A draft report released Thursday classified 12 pits at four plants as an intermediate risk, meaning they must be excavated by the end of 2024. Eight coal ash pits at four sites had already been rated as high-risk under a state law, meaning they must be dug up by the end of 2019.
Duke Energy previously announced that it planned to excavate the residue of coal burned for electricity from 20 basins, but the company's list differs slightly from the state's.
The state says the classifications are subject to a public comment period and aren't final.
Conservationists decried Thursday's announcement, saying an earlier draft of the classifications identified 27 of the basins as high-risk. The Southern Environmental Law Center, which is involved in lawsuits seeking tougher enforcement of environmental laws, obtained the November draft as part of its litigation.
Frank Holleman, a senior attorney at the center, said the revision indicates that leaders of North Carolina's Department of Environmental Quality had political reasons for changing classifications developed by the department's staff.
"This is simply an example of politics trumping science and common sense," he said in a phone interview. "They've either watered down the staff rating, or disregarded them or said they can't make up their mind."
However, the head of the state department, Secretary Donald van der Vaart, said Thursday's report reflected more complete and up-to-date environmental science.
"I am disappointed that special-interest groups attempted to corrupt the process by leaking an early draft that was based on incomplete data," van der Vaart said in a news release.
The classifications were required under a 2014 state law requiring Duke Energy to stop pollution from coal ash dumps by 2029. The state began pursuing stronger regulations and enforcement after a 2014 coal ash spill at one of the utility's power plants coated 70 miles of the Dan River in gray sludge. Coal ash can contain toxic chemicals.
The state classified four coal-ash basins as low-risk. The closure methods for those could vary and must be completed by the end of 2029.
The state tentatively designated eight others as low-intermediate, saying it would finalize the ratings for those pits after analyzing data submitted by Duke Energy in late December.
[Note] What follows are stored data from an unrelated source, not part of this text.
use serde::{Deserialize, Serialize};
use utoipa::ToSchema;

use crate::{domain::Role, models::User};

#[derive(Debug, Default, Deserialize, ToSchema)]
pub struct UpdateProfileRequest {
    pub first_name: Option<String>,
    pub last_name: Option<String>,
    pub email: Option<String>,
    pub phone_number: Option<String>,
}

#[derive(Debug, Deserialize, ToSchema)]
pub struct CreateUserRequest {
    pub first_name: String,
    pub last_name: String,
    pub email: String,
    pub phone_number: Option<String>,
    pub password: String,
    pub role: Role,
}

#[derive(Debug, Default, Deserialize, ToSchema)]
pub struct UpdateUserRequest {
    pub first_name: Option<String>,
    pub last_name: Option<String>,
    pub phone_number: Option<String>,
    pub role: Option<Role>,
}

#[derive(Debug, Deserialize, ToSchema)]
pub struct UserListQuery {
    pub page: Option<i64>,
    pub per_page: Option<i64>,
    pub role: Option<Role>,
}

#[derive(Debug, Serialize, ToSchema)]
pub struct UserList {
    pub items: Vec<User>,
}
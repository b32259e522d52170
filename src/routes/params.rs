use serde::Deserialize;
use utoipa::ToSchema;

use crate::domain::{Category, OrderStatus};

#[derive(Debug, Default, Clone, Copy, Deserialize, ToSchema)]
pub struct Pagination {
    pub page: Option<i64>,
    pub per_page: Option<i64>,
}

impl Pagination {
    pub fn new(page: Option<i64>, per_page: Option<i64>) -> Self {
        Self { page, per_page }
    }

    /// Returns `(page, per_page, offset)` with page >= 1 and per_page in 1..=100.
    pub fn normalize(&self) -> (i64, i64, i64) {
        let page = self.page.unwrap_or(1).max(1);
        let per_page = self.per_page.unwrap_or(20).clamp(1, 100);
        let offset = (page - 1).saturating_mul(per_page);
        (page, per_page, offset)
    }
}

#[derive(Debug, Clone, Copy, Deserialize, ToSchema)]
#[serde(rename_all = "snake_case")]
pub enum SortOrder {
    Asc,
    Desc,
}

#[derive(Debug, Clone, Copy, Deserialize, ToSchema)]
#[serde(rename_all = "snake_case")]
pub enum ProductSortBy {
    CreatedAt,
    Price,
    Name,
    Stock,
}

#[derive(Debug, Default, Deserialize, ToSchema)]
pub struct ProductQuery {
    pub page: Option<i64>,
    pub per_page: Option<i64>,
    /// Case-insensitive match on name or description.
    pub q: Option<String>,
    pub category: Option<Category>,
    pub min_price: Option<i64>,
    pub max_price: Option<i64>,
    /// Only products with stock > 0.
    pub in_stock: Option<bool>,
    pub sort_by: Option<ProductSortBy>,
    pub sort_order: Option<SortOrder>,
}

impl ProductQuery {
    pub fn pagination(&self) -> Pagination {
        Pagination::new(self.page, self.per_page)
    }
}

#[derive(Debug, Default, Deserialize, ToSchema)]
pub struct OrderListQuery {
    pub page: Option<i64>,
    pub per_page: Option<i64>,
    pub status: Option<OrderStatus>,
    pub sort_order: Option<SortOrder>,
}

impl OrderListQuery {
    pub fn pagination(&self) -> Pagination {
        Pagination::new(self.page, self.per_page)
    }
}

#[cfg(test)]
mod tests {
    use super::*;

    #[test]
    fn normalize_defaults_and_clamps() {
        assert_eq!(Pagination::default().normalize(), (1, 20, 0));
        assert_eq!(Pagination::new(Some(3), Some(10)).normalize(), (3, 10, 20));
        assert_eq!(Pagination::new(Some(0), Some(500)).normalize(), (1, 100, 0));
        assert_eq!(Pagination::new(Some(-4), Some(0)).normalize(), (1, 1, 0));
    }

    #[test]
    fn huge_page_saturates_instead_of_overflowing() {
        let (page, per_page, offset) = Pagination::new(Some(i64::MAX), Some(100)).normalize();
        assert_eq!((page, per_page), (i64::MAX, 100));
        assert_eq!(offset, i64::MAX);
    }
}
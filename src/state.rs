use std::sync::Arc;

use crate::{
    config::AppConfig,
    db::{DbPool, OrmConn, orm_from_pool},
};

#[derive(Clone)]
pub struct AppState {
    pub pool: DbPool,
    pub orm: OrmConn,
    pub config: Arc<AppConfig>,
}

impl AppState {
    pub fn new(pool: DbPool, config: AppConfig) -> Self {
        let orm = orm_from_pool(&pool);
        Self {
            pool,
            orm,
            config: Arc::new(config),
        }
    }
}
use sea_orm::entity::prelude::*;

/// A line of a placed order. Product values are copied at checkout and
/// `product_id` is not a foreign key, so history survives catalog deletes.
#[derive(Clone, Debug, PartialEq, DeriveEntityModel)]
#[sea_orm(table_name = "order_items")]
pub struct Model {
    #[sea_orm(primary_key, auto_increment = false)]
    pub id: Uuid,
    pub order_id: Uuid,
    /// Zero-based line index within the order, in cart order.
    pub position: i32,
    pub product_id: Uuid,
    pub name: String,
    pub category: String,
    pub image: Option<String>,
    pub quantity: i32,
    /// Unit price in centavos at checkout.
    pub price: i64,
    pub created_at: DateTimeWithTimeZone,
}

#[derive(Copy, Clone, Debug, EnumIter, DeriveRelation)]
pub enum Relation {
    #[sea_orm(
        belongs_to = "super::orders::Entity",
        from = "Column::OrderId",
        to = "super::orders::Column::Id"
    )]
    Orders,
}

impl Related<super::orders::Entity> for Entity {
    fn to() -> RelationDef {
        Relation::Orders.def()
    }
}

impl ActiveModelBehavior for ActiveModel {}
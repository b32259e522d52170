use sea_orm::entity::prelude::*;

#[derive(Clone, Debug, PartialEq, DeriveEntityModel)]
#[sea_orm(table_name = "users")]
pub struct Model {
    #[sea_orm(primary_key, auto_increment = false)]
    pub id: Uuid,
    pub first_name: String,
    pub last_name: String,
    #[sea_orm(unique)]
    pub email: String,
    pub phone_number: Option<String>,
    pub password_hash: String,
    /// `customer`, `canteen_personnel` or `admin`.
    pub role: String,
    pub created_at: DateTimeWithTimeZone,
    pub updated_at: DateTimeWithTimeZone,
}

#[derive(Copy, Clone, Debug, EnumIter, DeriveRelation)]
pub enum Relation {
    #[sea_orm(has_many = "super::favorites::Entity")]
    Favorites,
    #[sea_orm(has_many = "super::cart_items::Entity")]
    CartItems,
    #[sea_orm(has_many = "super::orders::Entity")]
    Orders,
}

impl Related<super::favorites::Entity> for Entity {
    fn to() -> RelationDef {
        Relation::Favorites.def()
    }
}

impl Related<super::cart_items::Entity> for Entity {
    fn to() -> RelationDef {
        Relation::CartItems.def()
    }
}

impl Related<super::orders::Entity> for Entity {
    fn to() -> RelationDef {
        Relation::Orders.def()
    }
}

impl ActiveModelBehavior for ActiveModel {}
use axum::Json;
use serde::Serialize;
use utoipa::ToSchema;

use crate::response::{ApiResponse, Meta};

/// Liveness only; the database is not queried.
#[derive(Serialize, ToSchema)]
pub struct HealthData {
    pub status: String,
    pub version: String,
}

#[utoipa::path(
    get,
    path = "/health",
    responses(
        (status = 200, description = "Service is up", body = ApiResponse<HealthData>),
    ),
    tag = "Health"
)]
pub async fn health_check() -> Json<ApiResponse<HealthData>> {
    let data = HealthData {
        status: "ok".to_string(),
        version: env!("CARGO_PKG_VERSION").to_string(),
    };

    Json(ApiResponse::success("Health check", data, Some(Meta::empty())))
}
use sea_orm::ActiveValue::NotSet;
use sea_orm::sea_query::LockType;
use sea_orm::{
    ActiveModelTrait, ColumnTrait, Condition, EntityTrait, QueryFilter, QueryOrder, QuerySelect,
    Set, TransactionTrait,
};
use uuid::Uuid;

use crate::{
    audit,
    domain::{Cart, CartLine, ProductSnapshot},
    dto::cart::{AddToCartRequest, CartView, SetQuantityRequest},
    entity::{
        cart_items::{ActiveModel as CartActive, Column as CartCol, Entity as CartItems, Model as CartModel},
        products::{Entity as Products, Model as ProductModel},
        users::Entity as Users,
    },
    error::{AppError, AppResult},
    middleware::auth::AuthUser,
    models::{CartItem, stored},
    response::{ApiResponse, Meta},
    state::AppState,
};

pub async fn list_cart(state: &AppState, user: &AuthUser) -> AppResult<ApiResponse<CartView>> {
    let rows = CartItems::find()
        .filter(CartCol::UserId.eq(user.user_id))
        .order_by_asc(CartCol::CreatedAt)
        .all(&state.orm)
        .await?;

    let cart = cart_from_rows(&rows)?;
    let total_amount = cart.total()?;
    let item_count = cart.lines().iter().map(|l| i64::from(l.quantity)).sum();

    let items = rows
        .into_iter()
        .map(CartItem::try_from)
        .collect::<AppResult<Vec<_>>>()?;
    let meta = Meta::all(items.len() as i64);

    Ok(ApiResponse::success(
        "OK",
        CartView {
            items,
            total_amount,
            item_count,
        },
        Some(meta),
    ))
}

pub async fn add_to_cart(
    state: &AppState,
    user: &AuthUser,
    payload: AddToCartRequest,
) -> AppResult<ApiResponse<CartItem>> {
    let txn = state.orm.begin().await?;

    let product = Products::find_by_id(payload.product_id)
        .one(&txn)
        .await?
        .ok_or_else(|| AppError::BadRequest("product not found".to_string()))?;

    // The owner row lock serializes adds to one cart, including a product's
    // first add. NO KEY UPDATE leaves foreign key checks unblocked.
    Users::find_by_id(user.user_id)
        .lock(LockType::NoKeyUpdate)
        .one(&txn)
        .await?
        .ok_or_else(|| AppError::Unauthorized("account no longer exists".into()))?;

    let rows = CartItems::find()
        .filter(CartCol::UserId.eq(user.user_id))
        .lock(LockType::Update)
        .all(&txn)
        .await?;

    let mut cart = cart_from_rows(&rows)?;
    let quantity = cart
        .add_line(snapshot_of(&product)?, payload.quantity)?
        .quantity;

    let existing = rows.into_iter().find(|r| r.product_id == payload.product_id);
    let item = match existing {
        Some(row) => {
            let mut active: CartActive = row.into();
            active.quantity = Set(quantity);
            active.update(&txn).await?
        }
        None => {
            CartActive {
                id: Set(Uuid::new_v4()),
                user_id: Set(user.user_id),
                product_id: Set(product.id),
                name: Set(product.name.clone()),
                price: Set(product.price),
                category: Set(product.category.clone()),
                image: Set(product.image.clone()),
                quantity: Set(quantity),
                created_at: NotSet,
            }
            .insert(&txn)
            .await?
        }
    };

    txn.commit().await?;

    audit::record(
        &state.pool,
        Some(user.user_id),
        "cart_update",
        "cart_items",
        serde_json::json!({ "product_id": payload.product_id, "quantity": quantity }),
    )
    .await;

    Ok(ApiResponse::success("Added to cart", CartItem::try_from(item)?, None))
}

/// Sets a line's quantity, clamped to 1..=20 and to the product's stock.
pub async fn set_quantity(
    state: &AppState,
    user: &AuthUser,
    product_id: Uuid,
    payload: SetQuantityRequest,
) -> AppResult<ApiResponse<CartItem>> {
    let txn = state.orm.begin().await?;

    let row = CartItems::find()
        .filter(
            Condition::all()
                .add(CartCol::UserId.eq(user.user_id))
                .add(CartCol::ProductId.eq(product_id)),
        )
        .lock(LockType::Update)
        .one(&txn)
        .await?
        .ok_or(AppError::NotFound)?;

    let stock = Products::find_by_id(product_id)
        .one(&txn)
        .await?
        .map(|p| p.stock);

    let mut cart = Cart::from_lines([line_from_row(&row)?]);
    let quantity = cart.set_quantity(product_id, payload.quantity, stock)?;

    let mut active: CartActive = row.into();
    active.quantity = Set(quantity);
    let item = active.update(&txn).await?;

    txn.commit().await?;

    Ok(ApiResponse::success("Quantity updated", CartItem::try_from(item)?, None))
}

pub async fn remove_from_cart(
    state: &AppState,
    user: &AuthUser,
    product_id: Uuid,
) -> AppResult<ApiResponse<serde_json::Value>> {
    let result = CartItems::delete_many()
        .filter(
            Condition::all()
                .add(CartCol::UserId.eq(user.user_id))
                .add(CartCol::ProductId.eq(product_id)),
        )
        .exec(&state.orm)
        .await?;

    if result.rows_affected == 0 {
        return Err(AppError::NotFound);
    }

    audit::record(
        &state.pool,
        Some(user.user_id),
        "cart_remove",
        "cart_items",
        serde_json::json!({ "product_id": product_id }),
    )
    .await;

    Ok(ApiResponse::success(
        "Removed from cart",
        serde_json::json!({}),
        Some(Meta::empty()),
    ))
}

pub async fn clear_cart(
    state: &AppState,
    user: &AuthUser,
) -> AppResult<ApiResponse<serde_json::Value>> {
    let result = CartItems::delete_many()
        .filter(CartCol::UserId.eq(user.user_id))
        .exec(&state.orm)
        .await?;

    Ok(ApiResponse::success(
        "Cart cleared",
        serde_json::json!({ "removed": result.rows_affected }),
        Some(Meta::empty()),
    ))
}

pub(crate) fn snapshot_of(product: &ProductModel) -> AppResult<ProductSnapshot> {
    Ok(ProductSnapshot {
        product_id: product.id,
        name: product.name.clone(),
        price: product.price,
        category: stored(&product.category)?,
        image: product.image.clone(),
    })
}

pub(crate) fn line_from_row(row: &CartModel) -> AppResult<CartLine> {
    Ok(CartLine {
        product: ProductSnapshot {
            product_id: row.product_id,
            name: row.name.clone(),
            price: row.price,
            category: stored(&row.category)?,
            image: row.image.clone(),
        },
        quantity: row.quantity,
    })
}

pub(crate) fn cart_from_rows(rows: &[CartModel]) -> AppResult<Cart> {
    let lines = rows.iter().map(line_from_row).collect::<AppResult<Vec<_>>>()?;
    Ok(Cart::from_lines(lines))
}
The state noted in its report that excavations could cost billions of dollars, and the costs could be passed onto customers.
Duke Energy said in a news release that it was fully cooperating with the state's evaluation process and was looking forward to hearing the public's comments.
"In the meantime, we're making strong progress in closing basins in ways that protect people and the environment, comply with state and federal coal ash laws, minimize impact to communities, and manage cost," the release said.